-- RECORD EXTRACTS follows --

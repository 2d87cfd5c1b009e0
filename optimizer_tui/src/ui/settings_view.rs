//! Shared settings tab

use crate::app::{App, Setting};
use optimizer_core::{Comparison, TrialStat};
use ratatui::{
    layout::{Constraint, Direction, Layout, Rect},
    style::{Color, Modifier, Style},
    text::{Line, Span},
    widgets::{Block, Borders, Paragraph},
    Frame,
};

pub fn draw(f: &mut Frame, app: &App, comparison: &Comparison, area: Rect) {
    let chunks = Layout::default()
        .direction(Direction::Horizontal)
        .constraints([Constraint::Percentage(55), Constraint::Percentage(45)])
        .split(area);

    draw_settings(f, app, chunks[0]);
    super::draw_summary(f, comparison, chunks[1]);
}

fn setting_value(app: &App, setting: Setting) -> String {
    let scenario = &app.scenario;
    match setting {
        Setting::TrialRank => scenario.trial_rank.label().to_string(),
        Setting::DamageType => scenario.damage_type.name().to_string(),
        Setting::ScalingType => scenario.scaling_type.name().to_string(),
        Setting::CurrentHp => format!("{:.0}", scenario.current_hp_percent),
        Setting::CharacterLevel => scenario.character_level.to_string(),
        Setting::EnemyLevel => scenario.enemy_level.to_string(),
        Setting::EnemyDefense => scenario.enemy_defense.to_string(),
    }
}

fn draw_settings(f: &mut Frame, app: &App, area: Rect) {
    let mut lines = vec![super::section_header("Shared Settings")];

    for (i, setting) in Setting::all().iter().enumerate() {
        let selected = i == app.selected_setting;
        let value = match (&app.edit_buffer, selected) {
            (Some(buffer), true) => format!("{}_", buffer),
            _ => setting_value(app, *setting),
        };

        let name_style = if selected {
            Style::default().fg(Color::Yellow).add_modifier(Modifier::BOLD)
        } else {
            Style::default().fg(Color::Gray)
        };
        let marker = if selected { "▶ " } else { "  " };

        lines.push(Line::from(vec![
            Span::styled(format!("{}{:18}", marker, setting.name()), name_style),
            Span::styled(value, Style::default().fg(Color::White)),
        ]));
    }

    lines.push(Line::from(""));
    lines.push(super::section_header("Trial Rank Bonus"));

    let bonuses = app.scenario.trial_rank.bonuses();
    if bonuses.is_empty() {
        lines.push(Line::from(Span::styled(
            "  No bonus",
            Style::default().fg(Color::DarkGray),
        )));
    }
    for (stat, value) in bonuses {
        let color = match stat {
            TrialStat::Shield => Color::Cyan,
            TrialStat::Def => Color::Blue,
            TrialStat::Hp => Color::Red,
            TrialStat::Atk => Color::Yellow,
        };
        lines.push(Line::from(vec![
            Span::styled(format!("  {:10}", stat.label()), Style::default().fg(color)),
            Span::styled(format!("+{:.0}%", value), Style::default().fg(Color::White)),
        ]));
    }

    let paragraph = Paragraph::new(lines).block(
        Block::default()
            .borders(Borders::ALL)
            .title(" Settings "),
    );

    f.render_widget(paragraph, area);
}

-- RECORD EXTRACTS concluded --

A single number is the expected answer: how many lines of the entries contain "match".

__OUTPUT OF THE EXERCISE__
3